Até que enfim um texto inspirado! Parabéns ao crítico! Mandou muito bem apesar de que ainda não quero muito papo com Vossa Senhoria!
Sem abraço,
Marcelo Barbosa - Brasília (DF)
PS: Poderia nos informar se os shows que estão acontecendo serão transformados ao menos em dvd! Muito obrigado.
Bela e oportuna resenha, Mauro. Há um erro de digitação: a obra de Cartola nunca "encontrou" paralelos.
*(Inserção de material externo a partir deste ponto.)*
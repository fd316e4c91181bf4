//! Order Lifecycle
//!
//! Shipping pipeline of a reseller order and the dashboard bucket each state falls in.
//!
//! ```text
//! waiting_label -> label_sent -> shipped -> in_transit -> delivered -> return_initiated
//! ```
//!
//! Every in-progress state can also move to `cancelled_{buyer,seller,system}`.

use std::{fmt, str::FromStr};

use crate::orders::OrderError;

/// Dashboard bucket of an order.
#[derive(Clone, Copy, Debug, PartialEq, Eq, Hash, PartialOrd, Ord)]
pub enum OrderCategory {
    /// Still moving through the pipeline.
    InProgress,

    /// Delivered.
    Finished,

    /// Cancelled by anyone.
    Cancelled,
}

impl OrderCategory {
    /// Every category, in tab order.
    pub const ALL: [OrderCategory; 3] = [
        OrderCategory::InProgress,
        OrderCategory::Finished,
        OrderCategory::Cancelled,
    ];

    /// Machine-readable label.
    #[must_use]
    pub const fn as_str(self) -> &'static str {
        match self {
            OrderCategory::InProgress => "in_progress",
            OrderCategory::Finished => "finished",
            OrderCategory::Cancelled => "cancelled",
        }
    }
}

impl fmt::Display for OrderCategory {
    fn fmt(&self, f: &mut fmt::Formatter<'_>) -> fmt::Result {
        f.write_str(self.as_str())
    }
}

/// Bucket a free-form status label.
///
/// `"delivered"` is finished, anything starting with `"cancelled"` is cancelled, and every
/// other label (including ones this crate has never heard of) is in progress. Use
/// [`OrderStatus`] for labels that parse; this exists for raw labels coming off older
/// records.
pub fn classify(status: &str) -> OrderCategory {
    if status == "delivered" {
        OrderCategory::Finished
    } else if status.starts_with("cancelled") {
        OrderCategory::Cancelled
    } else {
        OrderCategory::InProgress
    }
}

/// Lifecycle state of an order.
#[derive(Clone, Copy, Debug, Default, PartialEq, Eq, Hash)]
pub enum OrderStatus {
    /// Sold, waiting for the shipping label. Initial state.
    #[default]
    WaitingLabel,

    /// Label sent to the seller.
    LabelSent,

    /// Handed to the carrier.
    Shipped,

    /// Moving through the carrier network.
    InTransit,

    /// Delivered to the buyer.
    Delivered,

    /// Buyer started a return after delivery.
    ReturnInitiated,

    /// Cancelled by the buyer.
    CancelledBuyer,

    /// Cancelled by the seller.
    CancelledSeller,

    /// Cancelled by the marketplace.
    CancelledSystem,
}

impl OrderStatus {
    /// Every status, pipeline order first.
    pub const ALL: [OrderStatus; 9] = [
        OrderStatus::WaitingLabel,
        OrderStatus::LabelSent,
        OrderStatus::Shipped,
        OrderStatus::InTransit,
        OrderStatus::Delivered,
        OrderStatus::ReturnInitiated,
        OrderStatus::CancelledBuyer,
        OrderStatus::CancelledSeller,
        OrderStatus::CancelledSystem,
    ];

    const CANCELLATIONS: &'static [OrderStatus] = &[
        OrderStatus::CancelledBuyer,
        OrderStatus::CancelledSeller,
        OrderStatus::CancelledSystem,
    ];

    /// The persisted label.
    #[must_use]
    pub const fn as_str(self) -> &'static str {
        match self {
            OrderStatus::WaitingLabel => "waiting_label",
            OrderStatus::LabelSent => "label_sent",
            OrderStatus::Shipped => "shipped",
            OrderStatus::InTransit => "in_transit",
            OrderStatus::Delivered => "delivered",
            OrderStatus::ReturnInitiated => "return_initiated",
            OrderStatus::CancelledBuyer => "cancelled_buyer",
            OrderStatus::CancelledSeller => "cancelled_seller",
            OrderStatus::CancelledSystem => "cancelled_system",
        }
    }

    /// Dashboard bucket.
    #[must_use]
    pub const fn category(self) -> OrderCategory {
        match self {
            OrderStatus::Delivered => OrderCategory::Finished,
            OrderStatus::CancelledBuyer
            | OrderStatus::CancelledSeller
            | OrderStatus::CancelledSystem => OrderCategory::Cancelled,
            OrderStatus::WaitingLabel
            | OrderStatus::LabelSent
            | OrderStatus::Shipped
            | OrderStatus::InTransit
            | OrderStatus::ReturnInitiated => OrderCategory::InProgress,
        }
    }

    /// Whether the order has left the shipping pipeline (delivered or cancelled).
    ///
    /// A delivered order can still start a return; see [`OrderStatus::next_states`].
    #[must_use]
    pub const fn is_terminal(self) -> bool {
        !matches!(self.category(), OrderCategory::InProgress)
    }

    /// States reachable in one step from this one.
    #[must_use]
    pub fn next_states(self) -> &'static [OrderStatus] {
        match self {
            OrderStatus::WaitingLabel => &[
                OrderStatus::LabelSent,
                OrderStatus::CancelledBuyer,
                OrderStatus::CancelledSeller,
                OrderStatus::CancelledSystem,
            ],
            OrderStatus::LabelSent => &[
                OrderStatus::Shipped,
                OrderStatus::CancelledBuyer,
                OrderStatus::CancelledSeller,
                OrderStatus::CancelledSystem,
            ],
            OrderStatus::Shipped => &[
                OrderStatus::InTransit,
                OrderStatus::CancelledBuyer,
                OrderStatus::CancelledSeller,
                OrderStatus::CancelledSystem,
            ],
            OrderStatus::InTransit => &[
                OrderStatus::Delivered,
                OrderStatus::CancelledBuyer,
                OrderStatus::CancelledSeller,
                OrderStatus::CancelledSystem,
            ],
            OrderStatus::Delivered => &[OrderStatus::ReturnInitiated],
            OrderStatus::ReturnInitiated => &[
                OrderStatus::CancelledBuyer,
                OrderStatus::CancelledSeller,
                OrderStatus::CancelledSystem,
            ],
            OrderStatus::CancelledBuyer
            | OrderStatus::CancelledSeller
            | OrderStatus::CancelledSystem => &[],
        }
    }

    /// Whether `next` is a valid single step from this state.
    #[must_use]
    pub fn can_transition_to(self, next: OrderStatus) -> bool {
        self.next_states().contains(&next)
    }

    /// Whether this is one of the cancelled states.
    #[must_use]
    pub fn is_cancelled(self) -> bool {
        Self::CANCELLATIONS.contains(&self)
    }
}

impl fmt::Display for OrderStatus {
    fn fmt(&self, f: &mut fmt::Formatter<'_>) -> fmt::Result {
        f.write_str(self.as_str())
    }
}

impl FromStr for OrderStatus {
    type Err = OrderError;

    fn from_str(s: &str) -> Result<Self, Self::Err> {
        OrderStatus::ALL
            .into_iter()
            .find(|status| status.as_str() == s)
            .ok_or_else(|| OrderError::UnknownStatus(s.to_string()))
    }
}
Mauro falou tudo: Cartola conseguiu fazer obras que doem no peito de tanto lamento, sem ser lamurioso em exagero. A elegância de "As Rosas não Falam" encontra poucos pares na mepebê. Se é que encontra.
Agora, quando fazia coisas mais sorridentes, também era brilhante. "Ciência e Arte", gravada por Gilberto Gil em "Quanta", é um samba-enredo de truz.
Enfim, é gênio.
"Minha vida foi que nem um filme de mocinho. Acabei vencendo no final", ele disse. De goleada, eu acrescento.
Felipe dos Santos Souza
só uma correção Mauro: Cartola nasceu no bairro do Catete e só foi para o Morro da Mangueira aos 11 anos.
parabéns pelo belo texto!
mauro,
acrescentando ao comentário das 10:46PM: o texto impresso com os comentários não foi corrigido. o mesmo aconteceu no post do "samba meu" da MR.
parabéns pelo belo e emocionante texto. CARTOLA (todo maiúsculo) é gênio. à propósito, outro gênio, noel, faria 100 anos em 2010.
PS: o show do canecão - 2ª feira, tinha que virar DVD.
Mas o que é esse Cd Cartola para todos? Você citou mas não deu a informação.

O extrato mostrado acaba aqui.